Chinese trains are faster, quieter, and the toilet area is kept much cleaner than on the old "Soviet" trains.  The clean bedding is already on the bunks - you don't have to make your own bed.  In fact everything is better apart from 2 small factors;  there are no clean towels provided (not a big problem), and on this particular train, there are electric sockets in the cabins, and in the corridor - but no electricity. When we had no joy with the sockets I asked 2 train guards, and both shook their heads.  This is quite important for the computer and Reg's phone on long journeys.  However, a plus for Chinese trains is that, aeroplane style, they come around with meals in plastic trays in the evening for purchase - Reg and I have one each and they are quite nice really.   Reg eats with the chopsticks provided, I use a knife and fork.

In the evening, it seems that there won't be a 4th person in our cabin, so we decide to put our big suitcase and Reg's large backpack on the spare top bunk (Reg is in the other top bunk), to give us more room to move in the narrow space between the bottom bunks.  All goes well until we stop at a station at 5.00 am, and there's a loud knocking on our cabin door, which we've locked for the night.  A Chinese man in his 30's has booked the other top bunk!  To be fair, his reaction when  sees his bunk strewn with lots of luggage is brilliant.  I manage to wake up Reg, and between them, Reg and the new passenger haul all our luggage down from the top bunk and plonk the suitcase in between the bottom bunks, and the large backpack on the end of my bunk.  I can't get out of bed as I've no trousers on!!
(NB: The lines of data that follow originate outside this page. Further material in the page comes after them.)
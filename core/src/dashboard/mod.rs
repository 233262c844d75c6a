// Dashboard module - Session state over HTTP
//
// Provides a small HTTP server with SSE for streaming session events to a web UI
// and POST endpoints for the user controls.

mod api;
mod event_stream;

pub use api::DashboardServer;
pub use event_stream::{DashboardEvent, DashboardEventType, EventBroadcaster};

/// Dashboard configuration
#[derive(Clone, Debug, PartialEq)]
pub struct DashboardConfig {
    pub port: u16,
    pub host: String,
}

impl Default for DashboardConfig {
    fn default() -> Self {
        Self {
            port: 3030,
            host: "127.0.0.1".to_string(),
        }
    }
}

impl DashboardConfig {
    pub fn from_env() -> Self {
        Self {
            port: std::env::var("MAINTWATCH_DASHBOARD_PORT")
                .ok()
                .and_then(|p| p.parse().ok())
                .unwrap_or(3030),
            host: std::env::var("MAINTWATCH_DASHBOARD_HOST")
                .unwrap_or_else(|_| "127.0.0.1".to_string()),
        }
    }

    pub fn addr(&self) -> String {
        format!("{}:{}", self.host, self.port)
    }
}
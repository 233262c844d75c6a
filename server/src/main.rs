use std::sync::Arc;
use tokio::sync::watch;

use maintwatch_core::dashboard::{DashboardServer, EventBroadcaster};
use maintwatch_core::telemetry::init_logging;
use maintwatch_core::{AppConfig, LlmAnalyzer, LlmClient, SessionRunner, TelemetryTransport};

#[tokio::main]
async fn main() -> Result<(), Box<dyn std::error::Error>> {
    // .env is optional
    let _ = dotenvy::dotenv();
    init_logging();

    let config = AppConfig::load();
    tracing::info!(
        ws_url = %config.transport.url,
        llm = %config.llm.base_url,
        model = %config.llm.model,
        "Starting Maintwatch"
    );

    let analyzer = Arc::new(LlmAnalyzer::new(Some(LlmClient::new(config.llm.clone())?))?);
    let broadcaster = EventBroadcaster::default();

    let (session, session_task) = SessionRunner::new(config.session.clone(), analyzer)
        .with_broadcaster(broadcaster.clone())
        .spawn();

    let dashboard = DashboardServer::new(config.dashboard.clone(), session.clone(), broadcaster);
    tracing::info!(
        "Dashboard enabled at http://{}",
        config.dashboard.addr()
    );
    let dashboard_handle = tokio::spawn(async move {
        if let Err(e) = dashboard.serve().await {
            tracing::error!("Dashboard error: {}", e);
        }
    });

    let (shutdown_tx, shutdown_rx) = watch::channel(false);
    let transport = TelemetryTransport::new(config.transport.clone(), session.sender());
    let transport_handle = tokio::spawn(async move {
        match transport.run(shutdown_rx).await {
            Ok(stats) => tracing::info!(
                connections = stats.connections,
                forwarded = stats.forwarded,
                rejected = stats.rejected,
                "Transport stopped"
            ),
            Err(e) => tracing::error!("Transport error: {}", e),
        }
    });

    tokio::signal::ctrl_c().await?;
    tracing::info!("Shutting down Maintwatch...");

    // Release the feed first so no sample races the session shutdown
    let _ = shutdown_tx.send(true);
    let _ = transport_handle.await;

    if session.shutdown().await.is_ok() {
        let _ = session_task.await;
    }
    dashboard_handle.abort();

    tracing::info!("Maintwatch shut down successfully");
    Ok(())
}
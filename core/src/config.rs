use std::fs;
use std::path::Path;

use serde::Deserialize;

use crate::dashboard::DashboardConfig;
use crate::llm::LlmClientConfig;
use crate::session::SessionConfig;
use crate::transport::TransportConfig;
use crate::{MaintwatchError, Result};

/// Top-level configuration for a Maintwatch deployment
#[derive(Clone, Debug, PartialEq)]
pub struct AppConfig {
    pub transport: TransportConfig,
    pub llm: LlmClientConfig,
    pub dashboard: DashboardConfig,
    pub session: SessionConfig,
}

impl Default for AppConfig {
    fn default() -> Self {
        // Each section's defaults already consider env vars
        Self {
            transport: TransportConfig::default(),
            llm: LlmClientConfig::default(),
            dashboard: DashboardConfig::from_env(),
            session: SessionConfig::default(),
        }
    }
}

impl AppConfig {
    /// Load configuration from a TOML file (path via MAINTWATCH_CONFIG or ./maintwatch.toml),
    /// overlaying values onto env-driven defaults.
    pub fn load() -> Self {
        let path = std::env::var("MAINTWATCH_CONFIG").unwrap_or_else(|_| "maintwatch.toml".into());
        Self::load_from(&path)
    }

    /// Like [`AppConfig::load`] with an explicit path. A missing, unreadable or
    /// invalid file falls back to defaults.
    pub fn load_from(path: &str) -> Self {
        let p = Path::new(path);
        if !p.exists() {
            tracing::info!(target: "config", path = %path, "No TOML config found; using defaults/env");
            return Self::default();
        }
        match fs::read_to_string(p) {
            Ok(s) => match Self::from_toml_str(&s) {
                Ok(cfg) => cfg,
                Err(e) => {
                    tracing::warn!(target: "config", error = %e, "Failed to parse TOML; using defaults");
                    Self::default()
                }
            },
            Err(e) => {
                tracing::warn!(target: "config", error = %e, "Failed to read TOML; using defaults");
                Self::default()
            }
        }
    }

    /// Parse TOML and overlay it onto the defaults
    pub fn from_toml_str(s: &str) -> Result<Self> {
        let t = toml::from_str::<AppToml>(s).map_err(|e| MaintwatchError::ConfigError(e.to_string()))?;
        Ok(t.overlay(Self::default()))
    }
}

// =========================
// TOML overlay definitions
// =========================

#[derive(Debug, Clone, Default, Deserialize)]
#[serde(deny_unknown_fields)]
struct AppToml {
    pub transport: Option<TransportToml>,
    pub llm: Option<LlmToml>,
    pub dashboard: Option<DashboardToml>,
    pub session: Option<SessionToml>,
}

impl AppToml {
    fn overlay(self, mut base: AppConfig) -> AppConfig {
        if let Some(t) = self.transport {
            t.apply(&mut base.transport);
        }
        if let Some(l) = self.llm {
            l.apply(&mut base.llm);
        }
        if let Some(d) = self.dashboard {
            d.apply(&mut base.dashboard);
        }
        if let Some(s) = self.session {
            s.apply(&mut base.session);
        }
        base
    }
}

#[derive(Debug, Clone, Default, Deserialize)]
struct TransportToml {
    pub url: Option<String>,
    pub reconnect_delay_ms: Option<u64>,
}
impl TransportToml {
    fn apply(self, t: &mut TransportConfig) {
        if let Some(v) = self.url {
            t.url = v;
        }
        if let Some(v) = self.reconnect_delay_ms {
            t.reconnect_delay_ms = v;
        }
    }
}

#[derive(Debug, Clone, Default, Deserialize)]
struct LlmToml {
    pub base_url: Option<String>,
    pub model: Option<String>,
    pub api_key: Option<String>,
    pub request_timeout_ms: Option<u64>,
    pub temperature: Option<f32>,
}
impl LlmToml {
    fn apply(self, l: &mut LlmClientConfig) {
        if let Some(v) = self.base_url {
            l.base_url = v;
        }
        if let Some(v) = self.model {
            l.model = v;
        }
        if let Some(v) = self.api_key {
            l.api_key = Some(v).filter(|k| !k.is_empty());
        }
        if let Some(v) = self.request_timeout_ms {
            l.request_timeout_ms = v;
        }
        if let Some(v) = self.temperature {
            l.temperature = v.clamp(0.0, 2.0);
        }
    }
}

#[derive(Debug, Clone, Default, Deserialize)]
struct DashboardToml {
    pub host: Option<String>,
    pub port: Option<u16>,
}
impl DashboardToml {
    fn apply(self, d: &mut DashboardConfig) {
        if let Some(v) = self.host {
            d.host = v;
        }
        if let Some(v) = self.port {
            d.port = v;
        }
    }
}

#[derive(Debug, Clone, Default, Deserialize)]
struct SessionToml {
    pub buffer_capacity: Option<usize>,
    pub analysis_every: Option<usize>,
    pub ops_view_url: Option<String>,
}
impl SessionToml {
    fn apply(self, s: &mut SessionConfig) {
        if let Some(v) = self.buffer_capacity {
            s.buffer_capacity = v.max(1);
        }
        if let Some(v) = self.analysis_every {
            s.analysis_every = v.max(1);
        }
        if let Some(v) = self.ops_view_url {
            s.ops_view_url = v;
        }
    }
}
Very soon the new passenger in the top bunk is snoring very loudly indeed.  The Chinese man in the pyjamas, in the bottom bunk, shouts at him good naturedly in an effort to stop the crescendo of sound.  Reg says the man's snoring is even louder than mine!  When we were snoring together it was according to Reg a cacophony of sound!

We arrive half an hour early in Lanzhou, and luckily, asked Frances to write the name and address of our hostel in Chinese.  Several Chinese people, including our potential taxi driver, pour over our piece of paper, and eventually they seem to decide they know where our hostel is.  The driver delivers us safely, but we've decided that Chinese road users in Lanzhou - cyclists, buses, motor scooters and car drivers - have the same mentality as our taxi  driver in Kiev - it's a case of every driver for himself, and never mind who gets in the way.  The continuous beeping is almost tuneful; the cars and buses even sound their horns when stuck in traffic - perhaps it relieves the stress.  Nonchalant pedestrians scurry across the road, weaving in and out of the cars, and also wander along the  gutter areas, seeming to prefer these to the pavements. Where the pavements are wide enough, cars will drive along them, looking for a parking space, taking little notice of legitimate pedestrians.